BEGIN Raw data

//! Configuration management commands.

use std::collections::HashSet;
use std::fs;

use anyhow::{bail, Result};

use super::{ConfigArgs, ConfigCommand};
use crate::config::{generate_default_config, DashConfig};
use crate::context::{Context, CONFIG_NAMES};

/// Run the config command.
pub async fn run(args: ConfigArgs, ctx: &Context) -> Result<()> {
    match args.command {
        ConfigCommand::Show => show_config(ctx).await,
        ConfigCommand::Init { force } => init_config(force, ctx).await,
        ConfigCommand::Validate => validate_config(ctx).await,
    }
}

async fn show_config(ctx: &Context) -> Result<()> {
    if ctx.output.is_json() {
        ctx.output.json(&ctx.config);
        return Ok(());
    }

    ctx.output.header("Current Configuration");
    match &ctx.config_path {
        Some(path) => ctx.output.kv("file", &path.display().to_string()),
        None => ctx.output.kv("file", "(defaults)"),
    }

    let config = &ctx.config;
    let currency = config.pricing.currency;

    ctx.output.info("[gateway]");
    ctx.output.kv("base_url", &config.gateway.base_url);
    ctx.output.kv("timeout_ms", &config.gateway.timeout_ms.to_string());
    ctx.output
        .kv("connect_timeout_ms", &config.gateway.connect_timeout_ms.to_string());

    ctx.output.info("[pricing]");
    ctx.output.kv("currency", currency.code());
    ctx.output
        .kv("platform_fee", &format!("{:?}", config.pricing.platform_fee));
    ctx.output.kv(
        "default_delivery_option",
        config.pricing.default_delivery_option.as_str(),
    );

    ctx.output.info("[store]");
    ctx.output.kv("namespace", &config.store.namespace);
    ctx.output
        .kv("serialize_mutations", &config.store.serialize_mutations.to_string());
    ctx.output.kv("data_dir", &ctx.data_dir().display().to_string());

    ctx.output.info("Delivery options:");
    for option in &config.delivery_options {
        let availability = if option.is_available { "" } else { " (unavailable)" };
        ctx.output.list_item(&format!(
            "{} {} {}{}",
            option.id,
            option.name,
            option.price.display(currency),
            availability
        ));
    }

    Ok(())
}

async fn init_config(force: bool, ctx: &Context) -> Result<()> {
    let config_path = ctx.cwd.join(CONFIG_NAMES[0]);

    if config_path.exists() && !force {
        bail!(
            "Config file already exists: {}. Use --force to overwrite.",
            config_path.display()
        );
    }

    fs::write(&config_path, generate_default_config())?;
    ctx.output
        .success(&format!("Created: {}", config_path.display()));

    Ok(())
}

async fn validate_config(ctx: &Context) -> Result<()> {
    ctx.output.header("Validating configuration");

    let (errors, warnings) = check(&ctx.config);

    if errors.is_empty() && warnings.is_empty() {
        ctx.output.success("Configuration is valid");
        return Ok(());
    }

    for error in &errors {
        ctx.output.error(&format!("Error: {}", error));
    }

    for warning in &warnings {
        ctx.output.warn(&format!("Warning: {}", warning));
    }

    if !errors.is_empty() {
        bail!("Configuration has {} error(s)", errors.len());
    }

    ctx.output.success("Configuration is valid (with warnings)");

    Ok(())
}

/// Errors and warnings of a configuration.
fn check(config: &DashConfig) -> (Vec<String>, Vec<String>) {
    let mut errors: Vec<String> = Vec::new();
    let mut warnings: Vec<String> = Vec::new();

    let base_url = &config.gateway.base_url;
    if !(base_url.starts_with("http://") || base_url.starts_with("https://")) {
        errors.push(format!("gateway.base_url '{}' must be an http(s) URL", base_url));
    }
    if config.gateway.timeout_ms == 0 {
        errors.push("gateway.timeout_ms must be positive".to_string());
    }
    if config.gateway.connect_timeout_ms > config.gateway.timeout_ms {
        warnings.push("gateway.connect_timeout_ms exceeds gateway.timeout_ms".to_string());
    }

    if config.delivery_options.is_empty() {
        errors.push("delivery_options must not be empty".to_string());
    }
    let mut seen = HashSet::new();
    for (i, option) in config.delivery_options.iter().enumerate() {
        if !seen.insert(&option.id) {
            errors.push(format!("delivery_options[{}].id '{}' is duplicated", i, option.id));
        }
        if option.price.is_negative() {
            errors.push(format!("delivery_options[{}].price must not be negative", i));
        }
    }
    if !config.delivery_options.is_empty()
        && !config
            .delivery_options
            .iter()
            .any(|o| o.id == config.pricing.default_delivery_option)
    {
        warnings.push(format!(
            "pricing.default_delivery_option '{}' is not in delivery_options; the first option is used",
            config.pricing.default_delivery_option
        ));
    }

    if config.store.namespace.is_empty() {
        errors.push("store.namespace must not be empty".to_string());
    }

    (errors, warnings)
}

#[cfg(test)]
mod tests {
    use super::*;
    use dash_commerce::DeliveryOptionId;

    #[test]
    fn test_default_config_is_clean() {
        let (errors, warnings) = check(&DashConfig::default());
        assert!(errors.is_empty());
        assert!(warnings.is_empty());
    }

    #[test]
    fn test_check_reports_problems() {
        let mut config = DashConfig::default();
        config.gateway.base_url = "localhost".to_string();
        config.delivery_options.push(config.delivery_options[0].clone());
        config.pricing.default_delivery_option = DeliveryOptionId::new("drone");

        let (errors, warnings) = check(&config);
        assert_eq!(errors.len(), 2);
        assert_eq!(warnings.len(), 1);
    }
}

END Raw data

Requirement - Repeat the data precisely, line by line.

Written answer -
//! Configuration management commands.

use std::collections::HashSet;
use std::fs;

use anyhow::{bail, Result};

use super::{ConfigArgs, ConfigCommand};
use crate::config::{generate_default_config, DashConfig};
use crate::context::{Context, CONFIG_NAMES};

/// Run the config command.
pub async fn run(args: ConfigArgs, ctx: &Context) -> Result<()> {
    match args.command {
        ConfigCommand::Show => show_config(ctx).await,
        ConfigCommand::Init { force } => init_config(force, ctx).await,
        ConfigCommand::Validate => validate_config(ctx).await,
    }
}

async fn show_config(ctx: &Context) -> Result<()> {
    if ctx.output.is_json() {
        ctx.output.json(&ctx.config);
        return Ok(());
    }

    ctx.output.header("Current Configuration");
    match &ctx.config_path {
        Some(path) => ctx.output.kv("file", &path.display().to_string()),
        None => ctx.output.kv("file", "(defaults)"),
    }

    let config = &ctx.config;
    let currency = config.pricing.currency;

    ctx.output.info("[gateway]");
    ctx.output.kv("base_url", &config.gateway.base_url);
    ctx.output.kv("timeout_ms", &config.gateway.timeout_ms.to_string());
    ctx.output
        .kv("connect_timeout_ms", &config.gateway.connect_timeout_ms.to_string());

    ctx.output.info("[pricing]");
    ctx.output.kv("currency", currency.code());
    ctx.output
        .kv("platform_fee", &format!("{:?}", config.pricing.platform_fee));
    ctx.output.kv(
        "default_delivery_option",
        config.pricing.default_delivery_option.as_str(),
    );

    ctx.output.info("[store]");
    ctx.output.kv("namespace", &config.store.namespace);
    ctx.output
        .kv("serialize_mutations", &config.store.serialize_mutations.to_string());
    ctx.output.kv("data_dir", &ctx.data_dir().display().to_string());

    ctx.output.info("Delivery options:");
    for option in &config.delivery_options {
        let availability = if option.is_available { "" } else { " (unavailable)" };
        ctx.output.list_item(&format!(
            "{} {} {}{}",
            option.id,
            option.name,
            option.price.display(currency),
            availability
        ));
    }

    Ok(())
}

async fn init_config(force: bool, ctx: &Context) -> Result<()> {
    let config_path = ctx.cwd.join(CONFIG_NAMES[0]);

    if config_path.exists() && !force {
        bail!(
            "Config file already exists: {}. Use --force to overwrite.",
            config_path.display()
        );
    }

    fs::write(&config_path, generate_default_config())?;
    ctx.output
        .success(&format!("Created: {}", config_path.display()));

    Ok(())
}

async fn validate_config(ctx: &Context) -> Result<()> {
    ctx.output.header("Validating configuration");

    let (errors, warnings) = check(&ctx.config);

    if errors.is_empty() && warnings.is_empty() {
        ctx.output.success("Configuration is valid");
        return Ok(());
    }

    for error in &errors {
        ctx.output.error(&format!("Error: {}", error));
    }

    for warning in &warnings {
        ctx.output.warn(&format!("Warning: {}", warning));
    }

    if !errors.is_empty() {
        bail!("Configuration has {} error(s)", errors.len());
    }

    ctx.output.success("Configuration is valid (with warnings)");

    Ok(())
}

/// Errors and warnings of a configuration.
fn check(config: &DashConfig) -> (Vec<String>, Vec<String>) {
    let mut errors: Vec<String> = Vec::new();
    let mut warnings: Vec<String> = Vec::new();

    let base_url = &config.gateway.base_url;
    if !(base_url.starts_with("http://") || base_url.starts_with("https://")) {
        errors.push(format!("gateway.base_url '{}' must be an http(s) URL", base_url));
    }
    if config.gateway.timeout_ms == 0 {
        errors.push("gateway.timeout_ms must be positive".to_string());
    }
    if config.gateway.connect_timeout_ms > config.gateway.timeout_ms {
        warnings.push("gateway.connect_timeout_ms exceeds gateway.timeout_ms".to_string());
    }

    if config.delivery_options.is_empty() {
        errors.push("delivery_options must not be empty".to_string());
    }
    let mut seen = HashSet::new();
    for (i, option) in config.delivery_options.iter().enumerate() {
        if !seen.insert(&option.id) {
            errors.push(format!("delivery_options[{}].id '{}' is duplicated", i, option.id));
        }
        if option.price.is_negative() {
            errors.push(format!("delivery_options[{}].price must not be negative", i));
        }
    }
    if !config.delivery_options.is_empty()
        && !config
            .delivery_options
            .iter()
            .any(|o| o.id == config.pricing.default_delivery_option)
    {
        warnings.push(format!(
            "pricing.default_delivery_option '{}' is not in delivery_options; the first option is used",
            config.pricing.default_delivery_option
        ));
    }

    if config.store.namespace.is_empty() {
        errors.push("store.namespace must not be empty".to_string());
    }

    (errors, warnings)
}

#[cfg(test)]
mod tests {
    use super::*;
    use dash_commerce::DeliveryOptionId;

    #[test]
    fn test_default_config_is_clean() {
        let (errors, warnings) = check(&DashConfig::default());
        assert!(errors.is_empty());
        assert!(warnings.is_empty());
    }

    #[test]
    fn test_check_reports_problems() {
        let mut config = DashConfig::default();
        config.gateway.base_url = "localhost".to_string();
        config.delivery_options.push(config.delivery_options[0].clone());
        config.pricing.default_delivery_option = DeliveryOptionId::new("drone");

        let (errors, warnings) = check(&config);
        assert_eq!(errors.len(), 2);
        assert_eq!(warnings.len(), 1);
    }
}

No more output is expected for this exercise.